[Task item] What is needed is an exact copy of all the lines below.

[Material provided]
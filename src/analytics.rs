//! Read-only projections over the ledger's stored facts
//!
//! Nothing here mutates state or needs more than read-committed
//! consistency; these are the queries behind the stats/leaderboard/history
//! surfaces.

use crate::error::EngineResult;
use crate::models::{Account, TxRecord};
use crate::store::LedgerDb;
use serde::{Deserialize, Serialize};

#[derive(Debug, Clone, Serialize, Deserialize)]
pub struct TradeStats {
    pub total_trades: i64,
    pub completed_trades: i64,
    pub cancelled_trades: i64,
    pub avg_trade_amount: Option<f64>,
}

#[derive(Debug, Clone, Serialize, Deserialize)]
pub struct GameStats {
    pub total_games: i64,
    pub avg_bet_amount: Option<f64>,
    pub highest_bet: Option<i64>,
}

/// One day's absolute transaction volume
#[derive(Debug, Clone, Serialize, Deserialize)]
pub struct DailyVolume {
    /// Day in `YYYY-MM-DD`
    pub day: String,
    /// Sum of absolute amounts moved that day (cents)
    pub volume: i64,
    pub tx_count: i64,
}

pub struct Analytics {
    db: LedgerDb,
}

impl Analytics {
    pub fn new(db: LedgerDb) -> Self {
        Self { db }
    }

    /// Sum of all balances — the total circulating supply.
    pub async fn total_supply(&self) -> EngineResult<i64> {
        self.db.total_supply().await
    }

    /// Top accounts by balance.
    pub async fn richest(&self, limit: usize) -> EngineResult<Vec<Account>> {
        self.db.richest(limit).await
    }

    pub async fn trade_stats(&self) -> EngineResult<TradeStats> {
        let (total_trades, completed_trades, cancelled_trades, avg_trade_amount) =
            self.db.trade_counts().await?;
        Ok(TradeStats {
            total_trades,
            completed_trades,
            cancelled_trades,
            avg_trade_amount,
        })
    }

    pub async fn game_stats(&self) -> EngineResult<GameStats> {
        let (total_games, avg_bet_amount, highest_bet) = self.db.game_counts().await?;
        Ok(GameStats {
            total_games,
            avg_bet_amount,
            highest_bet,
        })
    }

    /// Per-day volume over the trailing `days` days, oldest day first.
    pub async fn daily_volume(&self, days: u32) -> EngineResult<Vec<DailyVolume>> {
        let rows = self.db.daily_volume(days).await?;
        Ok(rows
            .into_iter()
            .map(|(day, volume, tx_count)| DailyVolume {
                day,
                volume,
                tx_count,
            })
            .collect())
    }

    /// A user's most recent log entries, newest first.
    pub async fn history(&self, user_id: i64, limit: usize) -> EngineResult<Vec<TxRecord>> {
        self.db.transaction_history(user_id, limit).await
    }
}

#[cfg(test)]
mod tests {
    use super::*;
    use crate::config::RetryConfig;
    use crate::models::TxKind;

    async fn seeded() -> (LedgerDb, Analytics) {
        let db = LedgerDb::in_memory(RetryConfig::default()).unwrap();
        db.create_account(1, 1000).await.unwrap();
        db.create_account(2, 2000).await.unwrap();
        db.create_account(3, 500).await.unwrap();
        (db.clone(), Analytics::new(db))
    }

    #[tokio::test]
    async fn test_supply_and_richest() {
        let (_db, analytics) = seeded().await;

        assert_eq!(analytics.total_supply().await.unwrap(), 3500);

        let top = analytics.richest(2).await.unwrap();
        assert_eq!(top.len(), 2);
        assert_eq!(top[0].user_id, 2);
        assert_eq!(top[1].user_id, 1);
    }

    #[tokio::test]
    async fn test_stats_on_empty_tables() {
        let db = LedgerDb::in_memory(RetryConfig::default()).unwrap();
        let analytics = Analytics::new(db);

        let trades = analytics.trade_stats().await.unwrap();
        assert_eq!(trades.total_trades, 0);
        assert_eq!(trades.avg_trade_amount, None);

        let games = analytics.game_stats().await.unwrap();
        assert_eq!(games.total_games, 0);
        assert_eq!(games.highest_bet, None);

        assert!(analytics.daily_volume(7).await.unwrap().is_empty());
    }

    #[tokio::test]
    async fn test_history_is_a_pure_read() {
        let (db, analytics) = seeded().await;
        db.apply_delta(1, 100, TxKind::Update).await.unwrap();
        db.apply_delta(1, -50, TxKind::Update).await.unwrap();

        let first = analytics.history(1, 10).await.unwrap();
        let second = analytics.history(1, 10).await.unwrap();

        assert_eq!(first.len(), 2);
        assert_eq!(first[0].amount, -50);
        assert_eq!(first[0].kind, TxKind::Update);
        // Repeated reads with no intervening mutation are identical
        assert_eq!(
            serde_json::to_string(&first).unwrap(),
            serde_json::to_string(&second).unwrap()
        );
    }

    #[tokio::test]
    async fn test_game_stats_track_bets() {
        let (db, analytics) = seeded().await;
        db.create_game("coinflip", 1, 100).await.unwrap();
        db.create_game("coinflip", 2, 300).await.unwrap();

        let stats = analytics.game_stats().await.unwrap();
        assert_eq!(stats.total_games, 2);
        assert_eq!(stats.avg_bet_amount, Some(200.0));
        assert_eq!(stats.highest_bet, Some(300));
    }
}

[Answer space]
filename src/analytics.rs
//! Read-only projections over the ledger's stored facts
//!
//! Nothing here mutates state or needs more than read-committed
//! consistency; these are the queries behind the stats/leaderboard/history
//! surfaces.

use crate::error::EngineResult;
use crate::models::{Account, TxRecord};
use crate::store::LedgerDb;
use serde::{Deserialize, Serialize};

#[derive(Debug, Clone, Serialize, Deserialize)]
pub struct TradeStats {
    pub total_trades: i64,
    pub completed_trades: i64,
    pub cancelled_trades: i64,
    pub avg_trade_amount: Option<f64>,
}

#[derive(Debug, Clone, Serialize, Deserialize)]
pub struct GameStats {
    pub total_games: i64,
    pub avg_bet_amount: Option<f64>,
    pub highest_bet: Option<i64>,
}

/// One day's absolute transaction volume
#[derive(Debug, Clone, Serialize, Deserialize)]
pub struct DailyVolume {
    /// Day in `YYYY-MM-DD`
    pub day: String,
    /// Sum of absolute amounts moved that day (cents)
    pub volume: i64,
    pub tx_count: i64,
}

pub struct Analytics {
    db: LedgerDb,
}

impl Analytics {
    pub fn new(db: LedgerDb) -> Self {
        Self { db }
    }

    /// Sum of all balances — the total circulating supply.
    pub async fn total_supply(&self) -> EngineResult<i64> {
        self.db.total_supply().await
    }

    /// Top accounts by balance.
    pub async fn richest(&self, limit: usize) -> EngineResult<Vec<Account>> {
        self.db.richest(limit).await
    }

    pub async fn trade_stats(&self) -> EngineResult<TradeStats> {
        let (total_trades, completed_trades, cancelled_trades, avg_trade_amount) =
            self.db.trade_counts().await?;
        Ok(TradeStats {
            total_trades,
            completed_trades,
            cancelled_trades,
            avg_trade_amount,
        })
    }

    pub async fn game_stats(&self) -> EngineResult<GameStats> {
        let (total_games, avg_bet_amount, highest_bet) = self.db.game_counts().await?;
        Ok(GameStats {
            total_games,
            avg_bet_amount,
            highest_bet,
        })
    }

    /// Per-day volume over the trailing `days` days, oldest day first.
    pub async fn daily_volume(&self, days: u32) -> EngineResult<Vec<DailyVolume>> {
        let rows = self.db.daily_volume(days).await?;
        Ok(rows
            .into_iter()
            .map(|(day, volume, tx_count)| DailyVolume {
                day,
                volume,
                tx_count,
            })
            .collect())
    }

    /// A user's most recent log entries, newest first.
    pub async fn history(&self, user_id: i64, limit: usize) -> EngineResult<Vec<TxRecord>> {
        self.db.transaction_history(user_id, limit).await
    }
}

#[cfg(test)]
mod tests {
    use super::*;
    use crate::config::RetryConfig;
    use crate::models::TxKind;

    async fn seeded() -> (LedgerDb, Analytics) {
        let db = LedgerDb::in_memory(RetryConfig::default()).unwrap();
        db.create_account(1, 1000).await.unwrap();
        db.create_account(2, 2000).await.unwrap();
        db.create_account(3, 500).await.unwrap();
        (db.clone(), Analytics::new(db))
    }

    #[tokio::test]
    async fn test_supply_and_richest() {
        let (_db, analytics) = seeded().await;

        assert_eq!(analytics.total_supply().await.unwrap(), 3500);

        let top = analytics.richest(2).await.unwrap();
        assert_eq!(top.len(), 2);
        assert_eq!(top[0].user_id, 2);
        assert_eq!(top[1].user_id, 1);
    }

    #[tokio::test]
    async fn test_stats_on_empty_tables() {
        let db = LedgerDb::in_memory(RetryConfig::default()).unwrap();
        let analytics = Analytics::new(db);

        let trades = analytics.trade_stats().await.unwrap();
        assert_eq!(trades.total_trades, 0);
        assert_eq!(trades.avg_trade_amount, None);

        let games = analytics.game_stats().await.unwrap();
        assert_eq!(games.total_games, 0);
        assert_eq!(games.highest_bet, None);

        assert!(analytics.daily_volume(7).await.unwrap().is_empty());
    }

    #[tokio::test]
    async fn test_history_is_a_pure_read() {
        let (db, analytics) = seeded().await;
        db.apply_delta(1, 100, TxKind::Update).await.unwrap();
        db.apply_delta(1, -50, TxKind::Update).await.unwrap();

        let first = analytics.history(1, 10).await.unwrap();
        let second = analytics.history(1, 10).await.unwrap();

        assert_eq!(first.len(), 2);
        assert_eq!(first[0].amount, -50);
        assert_eq!(first[0].kind, TxKind::Update);
        // Repeated reads with no intervening mutation are identical
        assert_eq!(
            serde_json::to_string(&first).unwrap(),
            serde_json::to_string(&second).unwrap()
        );
    }

    #[tokio::test]
    async fn test_game_stats_track_bets() {
        let (db, analytics) = seeded().await;
        db.create_game("coinflip", 1, 100).await.unwrap();
        db.create_game("coinflip", 2, 300).await.unwrap();

        let stats = analytics.game_stats().await.unwrap();
        assert_eq!(stats.total_games, 2);
        assert_eq!(stats.avg_bet_amount, Some(200.0));
        assert_eq!(stats.highest_bet, Some(300));
    }
}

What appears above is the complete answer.